An impermeable border
The Berlin Wall collapsed on 9 November 1989 after more than 25 years of existence. It was erected on 13 August 1961 by the German Democratic Republic (GDR) trying to stop the exodus of its inhabitants to the Federal Republic of Germany (FRG).
This wall measured 3.6 meters high and was spread over 155 km. It was a complex device that actually consisted of two walls with barbed wire raised to the sky. There was also a walkway and about 300 watchtowers and other alarm devices. In addition, 14,000 guards and 600 dogs watched the iron curtain separating the German capital in two. It is estimated that 327 people died while trying to cross the wall. However, the figures given by the German Government have been repeatedly questioned.
Understanding the cold war
For the 30 years since the fall of the wall, the German startup TimeRide has developed a virtual reality experience. The goal? To offer users an immersion designed to understand how Germany, defeated in the Second World War, was then divided into two parts. This is the perfect example for understanding the Cold War between the Western bloc (Atlantic Alliance) and the Eastern Bloc (Warsaw Pact). However, this work of memory largely intended for the new generations seemed important in the eyes of the creators.
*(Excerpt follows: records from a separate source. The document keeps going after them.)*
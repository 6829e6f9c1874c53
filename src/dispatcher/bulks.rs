use std::sync::Arc;

use tokio::sync::mpsc;
use tokio_util::sync::CancellationToken;

use crate::config::DispatcherConfig;
use crate::error::{DispatchError, Result};
use crate::model::{BulkState, Calculation};
use crate::queue::{ObjectKey, TaskQueue};
use crate::store::{retry_on_conflict, MemoryStore};

/// Reconciles calculation bulks: marks them Processing, fans their
/// unscheduled members out to the scheduler, and launches the
/// post-calculation once every member finished.
pub struct BulksController {
    store: MemoryStore,
    namespace: String,
    queue: Arc<TaskQueue>,
    scheduler_tx: mpsc::Sender<Calculation>,
}

impl BulksController {
    pub fn new(
        store: MemoryStore,
        config: &DispatcherConfig,
        scheduler_tx: mpsc::Sender<Calculation>,
    ) -> Arc<Self> {
        Arc::new(Self {
            store,
            namespace: config.namespace.clone(),
            queue: TaskQueue::new(config.queue.clone()),
            scheduler_tx,
        })
    }

    pub async fn run(self: Arc<Self>, cancel: CancellationToken) -> Result<()> {
        let pump = super::spawn_event_pump(
            self.store.bulks.clone(),
            self.namespace.clone(),
            Arc::clone(&self.queue),
            cancel.clone(),
            |event| !matches!(event, crate::store::Event::Deleted(_)),
        );

        let controller = Arc::clone(&self);
        let result = Arc::clone(&self.queue)
            .run_worker(move |key| {
                let controller = Arc::clone(&controller);
                async move { controller.reconcile(key).await }
            }, cancel)
            .await;
        pump.abort();
        result
    }

    pub async fn reconcile(&self, key: ObjectKey) -> Result<()> {
        let bulk = self.store.bulks.get(&key.namespace, &key.name).await?;

        if bulk.status.state != Some(BulkState::Processing) {
            retry_on_conflict(&self.store.bulks, &key.namespace, &key.name, |b| {
                b.status.state = Some(BulkState::Processing);
                Ok(())
            })
            .await?;
        }

        if bulk.members_all_finished() {
            if let Some(post) = &bulk.post_calculation {
                if post.phase.is_none() {
                    tracing::info!(bulk = %bulk.meta.name, "All members finished, launching post-calculation");
                    self.offer(super::bulk_post_calculation(&bulk, post)).await?;
                }
            }
            return Ok(());
        }

        for member_key in bulk.unscheduled_members() {
            let member = &bulk.calculations[member_key];
            tracing::debug!(bulk = %bulk.meta.name, member = %member_key, "Offering member to scheduler");
            self.offer(super::bulk_member_calculation(&bulk, member_key, member))
                .await?;
        }
        Ok(())
    }

    /// Bounded send; a busy scheduler stalls this reconciler.
    async fn offer(&self, calc: Calculation) -> Result<()> {
        self.scheduler_tx
            .send(calc)
            .await
            .map_err(|_| DispatchError::ChannelClosed("scheduler"))
    }
}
Via the Checkpoint Charlie, the user is transported to Belin East, that is to say in the part controlled by the USSR. There, he can see various famous places such as Gendarmenmarkt square and its two cathedrals marked by the Second World War. He can also visit the prefabricated buildings of Leipziger Strasse, a place considered luxurious at the time. The atmosphere is austere, with communist propaganda on every street corner and tails in front of the ration distribution points. Obviously, the experience allows to contemplate the Palace of the Republic (demolished in 2008) and of course the images of the fall of the wall.